Former Titans linebacker Tim Shaw was carted off the field after being knocked down when an interception in a mini-camp drill caused a player to bump him accidentally as he was behind the offense.
He later returned to watch practice and even broke down the huddle at the end of the workout.
Shaw, who was diagnosed with ALS (or Lou Gehrig’s Disease) in 2014, has been welcomed back by the organization since being stricken with the illness. He has a locker in the Titans locker room and when he can assists the Titans regarding special teams.
“Tim is part of our team. He’s part of our coaching staff. We want him out there,” Titans head coach Mike Mularkey said.
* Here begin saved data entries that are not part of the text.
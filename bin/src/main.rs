#![allow(clippy::cognitive_complexity)]
use std::sync::Arc;

use anyhow::{Context, Result, anyhow};
use nats_client::{NatsClient, ServiceGroup};
use nats_core::{Engine, MemoryEngine, RemoteEngine};
use tokio::{runtime::Builder, signal, task::JoinHandle};
use tokio_util::sync::CancellationToken;
use tracing::*;

mod commands;
mod config;

use commands::CommandService;
use config::{
    cli::{self, Parser},
    trace,
};

#[cfg(not(target_env = "musl"))]
use jemallocator::Jemalloc;

#[cfg(not(target_env = "musl"))]
#[global_allocator]
static GLOBAL: Jemalloc = Jemalloc;

fn main() -> Result<()> {
    // load .env first so its vars count as environment for the cli parser
    let dotenv = dotenv::dotenv();
    // parses from cli or environment var
    let config = cli::Config::parse();
    let trace_config = trace::Config::parse(&config.nats_log, &config.log_format)?;
    debug!(url = %config.nats_url, command = ?config.command, ?trace_config);
    if let Err(err) = dotenv {
        debug!(?err, ".env file not loaded");
    }

    let mut builder = Builder::new_multi_thread();
    // configure thread name & enable IO/time
    builder.thread_name(&config.thread_name).enable_all();
    // default num threads will be num logical CPUs
    // if we have a configured value here, set it
    if let Some(num) = config.threads {
        builder.worker_threads(num);
    }
    // build the runtime
    let rt = builder.build()?;

    rt.block_on(async move {
        match flatten(tokio::spawn(async move { start(config).await })).await {
            Err(err) => {
                error!(?err, "exited with error");
                Err(err)
            }
            Ok(_) => {
                debug!("exiting...");
                Ok(())
            }
        }
    })
}

async fn start(config: cli::Config) -> Result<()> {
    let engine: Arc<dyn Engine> = if config.is_memory() {
        info!("using in-process broker");
        Arc::new(MemoryEngine::new())
    } else {
        Arc::new(RemoteEngine::current().context("failed to create NATS engine")?)
    };
    let client = NatsClient::new(config.client_config(), engine);

    let token = CancellationToken::new();
    let mut group = ServiceGroup::with_token(token.clone());
    group
        .add(Arc::new(client.clone()))
        .add(Arc::new(CommandService::new(
            client,
            config.command.clone(),
            token.clone(),
        )));

    let signal = tokio::spawn(shutdown_signal(token.clone()));
    let result = group.run().await;
    signal.abort();
    result.map_err(|err| anyhow!(err))
}

async fn flatten<T>(handle: JoinHandle<Result<T, anyhow::Error>>) -> Result<T, anyhow::Error> {
    match handle.await {
        Ok(Ok(result)) => Ok(result),
        Ok(Err(err)) => Err(err),
        Err(err) => Err(anyhow!(err)),
    }
}

async fn shutdown_signal(token: CancellationToken) -> Result<()> {
    let ret = signal::ctrl_c().await.map_err(|err| anyhow!(err));
    info!("shutdown signal received");
    token.cancel();
    ret
}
On Tuesday, when a pass was intercepted, Shaw was bumped and fell. He stayed down for about a minute or so, but then was carted off the field. Initially, there were fears that Shaw’s issue might have been heat related, as temperatures have soared into the 90s this week. But it was due to being nudged accidentally.
“He was behind the ball. He was behind the players,” Mularkey said. “Then when there is an interception, it’s not just the offensive guys, but everybody turns to go cover the interception and he was in a bad place at the time, and got bumped and went down. He’s fine. He was worried about the receiver that ran into him. He thought he hurt him.”
Second-year receiver Tajae Sharpe was in a walking boot and using a scooter after having surgery two weeks ago for a stress fracture in his right foot.
In addition to Sharpe, other Titans who did not practice Tuesday in mini-camp included safety Jonathan Cyprien, who tweaked an ankle at Tuesday’s practice. Mike Mularkey said the injury was not serious.
Others out of practice included defensive end Karl Klug, linebacker Kevin Dodd, quarterback Matt Cassel, tight end Tim Semisch and linebacker Johnny Ragin.
Day one of mini-camp went to the defense, Mularkey said.
That was not what Mularkey, who comes from the offensive side of the football, wanted to see.
“I was a little disappointed. The offense had too many mistakes. We only had three penalties, but they were all by the offense, and we had too many times when the ball was stripped by the defense,” Mularkey said. “I’ll go the reverse. The defense was on top of things, great communication, great execution, great with the turnovers, very disciplined and no mistakes. Credit to them.”